Work required: Exactly the lines from the opening of the records through the line containing "pub async fn" should be copied, with both included.
--- Entries provided ---
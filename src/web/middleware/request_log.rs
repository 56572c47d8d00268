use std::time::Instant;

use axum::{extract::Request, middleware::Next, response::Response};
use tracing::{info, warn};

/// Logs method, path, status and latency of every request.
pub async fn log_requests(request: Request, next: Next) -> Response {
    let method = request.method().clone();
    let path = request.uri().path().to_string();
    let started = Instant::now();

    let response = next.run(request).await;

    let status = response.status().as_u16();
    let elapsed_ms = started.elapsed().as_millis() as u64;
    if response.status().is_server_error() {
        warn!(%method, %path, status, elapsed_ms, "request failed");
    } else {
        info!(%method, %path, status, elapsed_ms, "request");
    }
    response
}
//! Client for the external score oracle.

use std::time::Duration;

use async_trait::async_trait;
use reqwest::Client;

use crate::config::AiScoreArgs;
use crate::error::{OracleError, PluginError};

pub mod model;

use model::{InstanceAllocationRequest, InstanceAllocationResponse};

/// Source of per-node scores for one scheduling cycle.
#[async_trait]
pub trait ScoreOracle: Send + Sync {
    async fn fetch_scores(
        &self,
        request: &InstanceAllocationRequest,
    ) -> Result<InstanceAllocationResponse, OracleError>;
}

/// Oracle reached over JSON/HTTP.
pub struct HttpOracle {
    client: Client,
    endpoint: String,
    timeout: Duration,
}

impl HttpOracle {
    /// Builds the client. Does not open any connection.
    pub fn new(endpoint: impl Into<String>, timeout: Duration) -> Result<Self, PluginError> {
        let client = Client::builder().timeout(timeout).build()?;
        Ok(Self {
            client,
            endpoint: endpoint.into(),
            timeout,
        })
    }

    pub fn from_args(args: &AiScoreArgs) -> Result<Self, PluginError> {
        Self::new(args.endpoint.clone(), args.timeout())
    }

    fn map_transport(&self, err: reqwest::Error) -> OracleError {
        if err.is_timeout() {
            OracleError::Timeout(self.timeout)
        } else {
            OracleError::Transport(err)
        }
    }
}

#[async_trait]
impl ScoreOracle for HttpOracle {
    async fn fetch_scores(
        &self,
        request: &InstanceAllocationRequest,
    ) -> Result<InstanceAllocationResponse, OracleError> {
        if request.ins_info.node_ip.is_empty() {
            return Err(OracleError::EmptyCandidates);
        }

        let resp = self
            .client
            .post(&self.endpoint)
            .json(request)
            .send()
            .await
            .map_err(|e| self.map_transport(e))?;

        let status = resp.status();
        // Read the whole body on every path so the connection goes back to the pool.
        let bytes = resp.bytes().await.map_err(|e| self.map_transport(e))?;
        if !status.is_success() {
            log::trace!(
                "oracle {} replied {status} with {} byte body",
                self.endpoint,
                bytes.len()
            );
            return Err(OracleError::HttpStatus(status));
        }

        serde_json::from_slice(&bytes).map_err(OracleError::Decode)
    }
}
---
Output of the exercise:
filename src/web/middleware/request_log.rs
repository 56572c47d8d00268
use std::time::Instant;

use axum::{extract::Request, middleware::Next, response::Response};
use tracing::{info, warn};

/// Logs method, path, status and latency of every request.
pub async fn log_requests(request: Request, next: Next) -> Response {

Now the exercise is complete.